If Croyle has a terrible year and it becomes apparent he's not an NFL starter, then maybe Thigpen gets a shot in the latter part of the season, but it's doubtful. Croyle has the arm to be a special player - it's just whether or not he has everything else that's yet to be proven.
The Chiefs are building a team for the future. If they can match the young talent on offense and defense with a good quarterback, they will accomplish something few franchises have and set themselves up for years of winning. By letting Croyle play through the good and the bad, the Chiefs are giving themselves a chance to do something special. That is why he will be the starter, not only at the beginning of the season, but throughout.
Many commended the Chiefs for their selection of Branden Albert with the first-round pick they received in the Jared Allen deal. This isn't meant to condemn that selection one bit, since Albert will fit in somewhere on this line and should help out immediately, but it is amazing that Kansas City didn't bring in more young O-line talent besides Albert in this past draft.
Instead, the Chiefs made luxury selections to back up their present offensive stars. The thing to remember is those offensive stars can't realize their potential if the big boys up front are not doing their jobs, and asking an inexperienced quarterback to develop into a legitimate starter without adequate blocking is foolish. This is an offensive line that is going to really struggle to do its job in 2008. There just isn't much talent here, and at this point, the aging Brian Waters is the only lineman who can be considered an above-average football player at this level.
If Albert can make it at left tackle, Damion McIntosh should be adequate at right tackle. He doesn't belong on the left side, where he played last year. Optimistically, that adds up to three acceptable starters, but obviously, more are needed.

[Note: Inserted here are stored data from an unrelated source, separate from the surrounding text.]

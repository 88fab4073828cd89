//! Request/response protocol between watch and phone.
//!
//! ## Requests
//!
//! A request is one message with `REQUEST_TYPE` set to the category's request
//! kind (Overview=1, RaceDetails=2, DriverStandings=3, TeamStandings=4). Race
//! details requests add the race round under `DATA_INDEX`. Every request
//! carries `DATA_GENERATION` so the phone can echo it back.
//!
//! ## Responses
//!
//! Every response names its category in `REQUEST_TYPE`, then carries one of:
//! - `DATA_COUNT`: the list is complete with that many items
//! - an item: `DATA_INDEX`, `DATA_TITLE` and typed fields for one record
//!   (see [`item`])
//! - a bulk payload: the whole list as delimited text in `DATA_TITLE`
//!   (see [`bulk`]); overview payloads name their section in `DATA_INDEX`
//!
//! ```rust
//! use flashback::protocol::{Request, Response, ResponseBody};
//! use flashback::transport::{Message, keys};
//!
//! let request = Request::Overview.encode(Some(1));
//! assert_eq!(request.int(keys::REQUEST_TYPE), Some(1));
//!
//! let reply = Message::new()
//!     .with_int(keys::REQUEST_TYPE, 1)
//!     .with_int(keys::DATA_INDEX, 0)
//!     .with_str(keys::DATA_TITLE, "1|Bahrain Grand Prix|Sakhir");
//! let response = Response::decode(&reply).unwrap();
//! assert!(matches!(response.body, ResponseBody::Bulk { .. }));
//! ```

pub mod bulk;
pub mod item;

use thiserror::Error;

use crate::transport::{Message, Value, keys};
use crate::types::{Category, RaceSection, Record};
use crate::{Result, SyncError};

/// Highest race round accepted in a race details request
pub const MAX_ROUND: u32 = 30;

/// Why an inbound message was ignored
#[derive(Debug, Clone, PartialEq, Eq, Error)]
pub enum DecodeError {
    #[error("message has no REQUEST_TYPE")]
    MissingRequestType,

    #[error("unknown request type {0}")]
    UnknownRequestType(i32),

    #[error("{category} message is missing {key}")]
    MissingField { category: Category, key: &'static str },

    #[error("{category} item has negative index {index}")]
    NegativeIndex { category: Category, index: i32 },

    #[error("{category} count is negative: {count}")]
    NegativeCount { category: Category, count: i32 },

    #[error("unknown calendar section {0}")]
    UnknownSection(i32),

    #[error("invalid race round {0}")]
    InvalidRound(i32),
}

impl From<DecodeError> for SyncError {
    fn from(err: DecodeError) -> Self {
        SyncError::parse("message", err.to_string())
    }
}

/// Race identifier used by race details requests: the season round
#[derive(Debug, Clone, Copy, PartialEq, Eq, Hash, PartialOrd, Ord)]
pub struct RaceRound(u32);

impl RaceRound {
    /// Validate a round number (1..=[`MAX_ROUND`])
    pub fn new(round: u32) -> Result<Self> {
        if (1..=MAX_ROUND).contains(&round) {
            Ok(Self(round))
        } else {
            Err(SyncError::invalid_request(format!(
                "race round {} outside 1..={}",
                round, MAX_ROUND
            )))
        }
    }

    pub fn get(self) -> u32 {
        self.0
    }
}

/// An outbound data request
#[derive(Debug, Clone, Copy, PartialEq, Eq)]
pub enum Request {
    Overview,
    RaceDetails { round: RaceRound },
    DriverStandings,
    TeamStandings,
}

impl Request {
    /// Request for a list category; race details need [`Request::RaceDetails`]
    pub fn for_category(category: Category) -> Option<Self> {
        match category {
            Category::Overview => Some(Request::Overview),
            Category::DriverStandings => Some(Request::DriverStandings),
            Category::TeamStandings => Some(Request::TeamStandings),
            Category::RaceDetails => None,
        }
    }

    pub fn category(&self) -> Category {
        match self {
            Request::Overview => Category::Overview,
            Request::RaceDetails { .. } => Category::RaceDetails,
            Request::DriverStandings => Category::DriverStandings,
            Request::TeamStandings => Category::TeamStandings,
        }
    }

    /// Build the outbound message
    ///
    /// The generation is bit-cast to a signed 32-bit wire integer.
    pub fn encode(&self, generation: Option<u32>) -> Message {
        let mut message = Message::new().with_u8(keys::REQUEST_TYPE, self.category().request_kind());
        if let Request::RaceDetails { round } = self {
            message.insert(keys::DATA_INDEX, Value::Int(round.get() as i32));
        }
        if let Some(generation) = generation {
            message.insert(keys::DATA_GENERATION, Value::Int(generation as i32));
        }
        message
    }

    /// Read a request message (phone side)
    pub fn decode(message: &Message) -> Result<(Self, Option<u32>), DecodeError> {
        let kind = message.int(keys::REQUEST_TYPE).ok_or(DecodeError::MissingRequestType)?;
        let category = Category::from_request_kind(kind).ok_or(DecodeError::UnknownRequestType(kind))?;
        let generation = message.int(keys::DATA_GENERATION).map(|g| g as u32);

        let request = match Request::for_category(category) {
            Some(request) => request,
            None => {
                let round = message
                    .int(keys::DATA_INDEX)
                    .ok_or(DecodeError::MissingField { category, key: "DATA_INDEX" })?;
                let round = u32::try_from(round)
                    .ok()
                    .and_then(|round| RaceRound::new(round).ok())
                    .ok_or(DecodeError::InvalidRound(round))?;
                Request::RaceDetails { round }
            }
        };

        Ok((request, generation))
    }
}

/// Payload of a decoded response
#[derive(Debug, Clone, PartialEq, Eq)]
pub enum ResponseBody<'a> {
    /// List complete with this many items
    Count(usize),
    /// One record of an item stream
    Item(Record),
    /// Whole list as delimited text; overview payloads name their section
    Bulk { section: Option<RaceSection>, text: &'a str },
}

/// A decoded inbound message
#[derive(Debug, Clone, PartialEq, Eq)]
pub struct Response<'a> {
    pub category: Category,
    /// Echoed request generation, if the phone sent one
    pub generation: Option<u32>,
    pub body: ResponseBody<'a>,
}

impl<'a> Response<'a> {
    /// Decode an inbound message, borrowing bulk text from it
    pub fn decode(message: &'a Message) -> Result<Self, DecodeError> {
        let kind = message.int(keys::REQUEST_TYPE).ok_or(DecodeError::MissingRequestType)?;
        let category = Category::from_request_kind(kind).ok_or(DecodeError::UnknownRequestType(kind))?;
        let generation = message.int(keys::DATA_GENERATION).map(|g| g as u32);

        let body = if let Some(count) = message.int(keys::DATA_COUNT) {
            let count =
                usize::try_from(count).map_err(|_| DecodeError::NegativeCount { category, count })?;
            ResponseBody::Count(count)
        } else if item::is_item(category, message) {
            ResponseBody::Item(item::decode_item(category, message)?)
        } else if let Some(text) = message.str(keys::DATA_TITLE) {
            let section = match category {
                Category::Overview => {
                    let index = message
                        .int(keys::DATA_INDEX)
                        .ok_or(DecodeError::MissingField { category, key: "DATA_INDEX" })?;
                    Some(RaceSection::from_index(index).ok_or(DecodeError::UnknownSection(index))?)
                }
                _ => None,
            };
            ResponseBody::Bulk { section, text }
        } else {
            return Err(DecodeError::MissingField { category, key: "DATA_TITLE" });
        };

        Ok(Self { category, generation, body })
    }
}

fn reply(category: Category, generation: Option<u32>) -> Message {
    let message = Message::new().with_u8(keys::REQUEST_TYPE, category.request_kind());
    match generation {
        Some(generation) => message.with_int(keys::DATA_GENERATION, generation as i32),
        None => message,
    }
}

/// Build a count response (phone side)
pub fn encode_count(category: Category, count: usize, generation: Option<u32>) -> Message {
    reply(category, generation).with_int(keys::DATA_COUNT, count as i32)
}

/// Build a bulk-text response (phone side)
pub fn encode_bulk(
    category: Category,
    section: Option<RaceSection>,
    text: impl Into<String>,
    generation: Option<u32>,
) -> Message {
    let message = reply(category, generation).with_str(keys::DATA_TITLE, text);
    match section {
        Some(section) => message.with_int(keys::DATA_INDEX, section.index()),
        None => message,
    }
}

/// Build an item response for one record (phone side)
pub fn encode_item(record: &Record, generation: Option<u32>) -> Message {
    let message = reply(record.category(), generation).with_int(keys::DATA_INDEX, record.index() as i32);
    match record {
        Record::Race(race) => message
            .with_str(keys::DATA_TITLE, race.name.as_str())
            .with_str(keys::DATA_SUBTITLE, race.location.as_str())
            .with_str(keys::DATA_EXTRA, race.date.as_str())
            .with_int(keys::DATA_ROUND, race.round as i32),
        Record::Event(event) => message
            .with_str(keys::DATA_TITLE, event.label.as_str())
            .with_str(keys::DATA_SUBTITLE, event.datetime.as_str()),
        Record::Driver(driver) => message
            .with_str(keys::DATA_TITLE, driver.name.as_str())
            .with_str(keys::DATA_SUBTITLE, driver.code.as_str())
            .with_int(keys::DATA_POINTS, driver.points as i32)
            .with_int(keys::DATA_POSITION, driver.position as i32),
        Record::Team(team) => message
            .with_str(keys::DATA_TITLE, team.name.as_str())
            .with_int(keys::DATA_POINTS, team.points as i32)
            .with_int(keys::DATA_POSITION, team.position as i32),
    }
}

#[cfg(test)]
mod tests {
    use super::*;
    use crate::types::{ConstructorStanding, DriverStanding, Race};

    #[test]
    fn list_requests_carry_kind_and_generation() {
        let message = Request::DriverStandings.encode(Some(7));
        assert_eq!(message.int(keys::REQUEST_TYPE), Some(3));
        assert_eq!(message.int(keys::DATA_GENERATION), Some(7));
        assert!(!message.contains(keys::DATA_INDEX));

        let untagged = Request::TeamStandings.encode(None);
        assert_eq!(untagged.int(keys::REQUEST_TYPE), Some(4));
        assert!(!untagged.contains(keys::DATA_GENERATION));
    }

    #[test]
    fn race_details_request_carries_round() {
        let round = RaceRound::new(5).unwrap();
        let message = Request::RaceDetails { round }.encode(Some(1));
        assert_eq!(message.int(keys::REQUEST_TYPE), Some(2));
        assert_eq!(message.int(keys::DATA_INDEX), Some(5));

        let (decoded, generation) = Request::decode(&message).unwrap();
        assert_eq!(decoded, Request::RaceDetails { round });
        assert_eq!(generation, Some(1));
    }

    #[test]
    fn race_round_is_validated() {
        assert!(RaceRound::new(0).is_err());
        assert!(RaceRound::new(MAX_ROUND + 1).is_err());
        assert_eq!(RaceRound::new(24).unwrap().get(), 24);
    }

    #[test]
    fn decode_errors_convert_to_parse_errors() {
        let err: SyncError = DecodeError::UnknownRequestType(9).into();
        assert!(matches!(err, SyncError::Parse { .. }));
        assert!(err.to_string().contains("unknown request type 9"));
    }

    #[test]
    fn for_category_skips_race_details() {
        assert_eq!(Request::for_category(Category::Overview), Some(Request::Overview));
        assert_eq!(Request::for_category(Category::RaceDetails), None);
    }

    #[test]
    fn count_response() {
        let message = encode_count(Category::TeamStandings, 10, Some(2));
        let response = Response::decode(&message).unwrap();
        assert_eq!(response.category, Category::TeamStandings);
        assert_eq!(response.generation, Some(2));
        assert_eq!(response.body, ResponseBody::Count(10));
    }

    #[test]
    fn overview_bulk_needs_a_section() {
        let message = encode_bulk(
            Category::Overview,
            Some(RaceSection::Previous),
            "1|Bahrain Grand Prix|Sakhir",
            None,
        );
        let response = Response::decode(&message).unwrap();
        assert_eq!(
            response.body,
            ResponseBody::Bulk {
                section: Some(RaceSection::Previous),
                text: "1|Bahrain Grand Prix|Sakhir"
            }
        );

        let missing = encode_bulk(Category::Overview, None, "1|Bahrain Grand Prix|Sakhir", None);
        assert_eq!(
            Response::decode(&missing).unwrap_err(),
            DecodeError::MissingField { category: Category::Overview, key: "DATA_INDEX" }
        );

        let bad = Message::new()
            .with_int(keys::REQUEST_TYPE, 1)
            .with_int(keys::DATA_INDEX, 7)
            .with_str(keys::DATA_TITLE, "");
        assert_eq!(Response::decode(&bad).unwrap_err(), DecodeError::UnknownSection(7));
    }

    #[test]
    fn standings_bulk_has_no_section() {
        let message =
            encode_bulk(Category::DriverStandings, None, "1|Lando Norris|NOR|423 pts", Some(4));
        let response = Response::decode(&message).unwrap();
        assert_eq!(
            response.body,
            ResponseBody::Bulk { section: None, text: "1|Lando Norris|NOR|423 pts" }
        );
    }

    #[test]
    fn items_survive_encode_decode() {
        let records = vec![
            Record::Race(Race::new(2, 3, "Japanese Grand Prix", "Suzuka", "2025-04-06")),
            Record::Driver(DriverStanding::new(0, 1, "Lando Norris", "NOR", 423)),
            Record::Team(ConstructorStanding::new(1, 2, "Ferrari", 398)),
        ];

        for record in records {
            let message = encode_item(&record, None);
            let response = Response::decode(&message).unwrap();
            assert_eq!(response.body, ResponseBody::Item(record));
        }
    }

    #[test]
    fn structural_failures() {
        assert_eq!(
            Response::decode(&Message::new()).unwrap_err(),
            DecodeError::MissingRequestType
        );
        assert_eq!(
            Response::decode(&Message::new().with_int(keys::REQUEST_TYPE, 9)).unwrap_err(),
            DecodeError::UnknownRequestType(9)
        );
        assert_eq!(
            Response::decode(&Message::new().with_int(keys::REQUEST_TYPE, 3)).unwrap_err(),
            DecodeError::MissingField { category: Category::DriverStandings, key: "DATA_TITLE" }
        );
        assert_eq!(
            Response::decode(&encode_count(Category::Overview, 0, None).with_int(keys::DATA_COUNT, -2))
                .unwrap_err(),
            DecodeError::NegativeCount { category: Category::Overview, count: -2 }
        );
    }
}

In this article, Williamson ranks all the offensive lines in the NFL, and puts the Chiefs at # 32, dead last. While I believe KC's offensive line will be better this year, Wiliamson's assessment may not be far from the truth.
Branden Albert will be a good player in this league, be it at tackle or guard. I think he will be an exceptional tackle, and make an immediate impact on this team, but I can see where the doubters are coming from. Making the move from guard to tackle is a big leap, and the jump from the ACC to the AFC West is even bigger.
Adrian Jones is making the move from tackle to guard. He's played some guard during his career, but spent more time as a tackle. Damion McIntosh is moving from the left side to the right, and has admitted having trouble with the transition. Rudy Niswanger played every position along the line at LSU, but was an undrafted free agent, and played more guard last year than center.
Brian Waters is the only lineman who is playing the same position he did a year ago, and is the only proven commodity up front. But he's proof that a position change can be for the better. He broke into the league as a tight end before becoming an elite guard. The Chiefs are hoping the rest of the line will follow his lead, but it may take some time.
The line is in the process of improving, but will probably still be the weakest link on the offense. Will they be the worst line in football? That's yet to be determined.